impl<'e> Binder<'e> {
    pub fn new(settings: BindSettings, env: &'e dyn EnvSource) -> Self {
        Self { settings, env }
    }

    pub fn settings(&self) -> BindSettings {
        self.settings
    }

    /// Binds `tokens[start..]` into a fresh instance of `schema`.
    pub fn bind(
        &self,
        schema: &OptionSchema,
        tokens: &[String],
        start: usize,
        accept_unknown: bool,
    ) -> BindOutcome {
        self.bind_into(schema, schema.new_instance(), tokens, start, accept_unknown)
    }

    /// Binds `tokens[start..]` on top of an existing record of `schema`.
    ///
    /// With `accept_unknown`, option names the schema does not know are kept
    /// in the remainder without an error even under strict option names.
    pub fn bind_into(
        &self,
        schema: &OptionSchema,
        mut record: Record,
        tokens: &[String],
        start: usize,
        accept_unknown: bool,
    ) -> BindOutcome {
        let mut is_set = vec![false; schema.fields().len()];
        let mut remainder = Vec::new();
        let mut errors = Vec::new();

        let mut n = start;
        while n < tokens.len() {
            let token = &tokens[n];
            if is_option_reference(token) {
                let name = token.trim_matches(OPTION_PREFIX);
                match schema.find(name) {
                    Some(field) => match tokens.get(n + 1) {
                        Some(next) if !is_option_reference(next) => {
                            n += 1;
                            match self.convert(field, next, accept_unknown, &mut errors) {
                                Some(value) => {
                                    field.set(&mut record, value);
                                    is_set[field.index()] = true;
                                }
                                None => errors.push(
                                    ParseError::ConversionFailed {
                                        value: next.clone(),
                                        type_name: field.type_name().to_string(),
                                        context: format!("{token} {next}"),
                                    }
                                    .into(),
                                ),
                            }
                        }
                        _ => errors.push(
                            ParseError::MissingValue {
                                option: field.long_name().to_string(),
                            }
                            .into(),
                        ),
                    },
                    None => {
                        remainder.push(token.clone());
                        if self.settings.require_strict_option_name && !accept_unknown {
                            let error = match schema.type_name() {
                                Some(type_name) => ParseError::UnknownOption {
                                    name: name.to_string(),
                                    type_name: type_name.to_string(),
                                },
                                None => ParseError::InvalidOption {
                                    name: name.to_string(),
                                },
                            };
                            errors.push(error.into());
                        }
                    }
                }
            } else if token == SEPARATOR {
                // Group separators belong to the caller.
            } else if let Some(field) = self.positional_target(schema, &is_set) {
                match self.convert(field, token, accept_unknown, &mut errors) {
                    Some(value) => {
                        field.set(&mut record, value);
                        is_set[field.index()] = true;
                    }
                    // Index 0 is usually the command name itself.
                    None if n > 0 => errors.push(
                        ParseError::ConversionFailed {
                            value: token.clone(),
                            type_name: field.type_name().to_string(),
                            context: format!("{} {token}", tokens[n - 1]),
                        }
                        .into(),
                    ),
                    None => trace!(token = %token, "Skipped unconvertible leading token"),
                }
            } else {
                remainder.push(token.clone());
            }
            n += 1;
        }

        self.load_env(schema, &mut record, &mut is_set, accept_unknown);

        let mut fatal = false;
        for field in schema.fields() {
            if field.is_required() && !is_set[field.index()] {
                errors.push(
                    ValidationError::RequiredValue {
                        option: field.long_name().to_string(),
                        type_name: schema.type_name().unwrap_or_default().to_string(),
                    }
                    .into(),
                );
                fatal = true;
            }

            if let FieldKind::Nested(nested) = field.kind() {
                // A nested record carried in from the caller is kept.
                if !is_set[field.index()] && field.get(&record).is_none() {
                    field.set(&mut record, Value::Record(nested.default_instance()));
                }
            }
        }

        debug!(
            option_type = schema.type_name().unwrap_or("-"),
            errors = errors.len(),
            remainder = remainder.len(),
            fatal,
            "Bound arguments"
        );

        BindOutcome {
            instance: (!fatal).then_some(record),
            remainder,
            errors,
            fatal,
        }
    }

    fn positional_target<'s>(
        &self,
        schema: &'s OptionSchema,
        is_set: &[bool],
    ) -> Option<&'s OptionField> {
        if !self.settings.omit_option_names_for_required_options {
            return None;
        }
        schema
            .fields()
            .iter()
            .find(|f| f.is_required() && !is_set[f.index()])
    }

    fn load_env(
        &self,
        schema: &OptionSchema,
        record: &mut Record,
        is_set: &mut [bool],
        accept_unknown: bool,
    ) {
        for field in schema.fields() {
            if is_set[field.index()] || !field.reads_env() {
                continue;
            }

            let value = field
                .short_name()
                .and_then(|name| self.env.var(name))
                .or_else(|| self.env.var(field.long_name()));
            let Some(text) = value else {
                continue;
            };

            // Environment values that do not convert count as absent.
            let mut discarded = Vec::new();
            if let Some(value) = self.convert(field, &text, accept_unknown, &mut discarded) {
                field.set(record, value);
                is_set[field.index()] = true;
            } else {
                trace!(option = field.long_name(), "Ignored unconvertible environment value");
            }
        }
    }

    /// Converts one value token; nested bind errors are appended to `errors`.
    fn convert(
        &self,
        field: &OptionField,
        text: &str,
        accept_unknown: bool,
        errors: &mut Vec<ArgumentError>,
    ) -> Option<Value> {
        let registry = ConverterRegistry::global();
        match field.kind() {
            FieldKind::Scalar(ScalarKind::String) => {
                Some(registry.convert_string(text, field.processing()))
            }
            FieldKind::Scalar(kind) => match registry.convert(*kind, text) {
                Ok(value) => Some(value),
                Err(e) => {
                    trace!(option = field.long_name(), error = %e, "Conversion failed");
                    None
                }
            },
            FieldKind::Enum(e) => e.resolve(text).map(|v| Value::Enum(v.to_string())),
            FieldKind::Nested(schema) => {
                let tokens = tokenize(unwrap_bracket(text));
                let outcome = self.bind(schema, &tokens, 0, accept_unknown);
                let success = outcome.is_success();
                errors.extend(outcome.errors);
                if success {
                    outcome.instance.map(Value::Record)
                } else {
                    None
                }
            }
        }
    }
}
****
PROBLEM STATEMENT: Reproduce exactly the first line of the listing and every line after it, through the one containing "let mut is_set". Nothing else belongs in the output.

WRITTEN REPLY:
impl<'e> Binder<'e> {
    pub fn new(settings: BindSettings, env: &'e dyn EnvSource) -> Self {
        Self { settings, env }
    }

    pub fn settings(&self) -> BindSettings {
        self.settings
    }

    /// Binds `tokens[start..]` into a fresh instance of `schema`.
    pub fn bind(
        &self,
        schema: &OptionSchema,
        tokens: &[String],
        start: usize,
        accept_unknown: bool,
    ) -> BindOutcome {
        self.bind_into(schema, schema.new_instance(), tokens, start, accept_unknown)
    }

    /// Binds `tokens[start..]` on top of an existing record of `schema`.
    ///
    /// With `accept_unknown`, option names the schema does not know are kept
    /// in the remainder without an error even under strict option names.
    pub fn bind_into(
        &self,
        schema: &OptionSchema,
        mut record: Record,
        tokens: &[String],
        start: usize,
        accept_unknown: bool,
    ) -> BindOutcome {
        let mut is_set = vec![false; schema.fields().len()];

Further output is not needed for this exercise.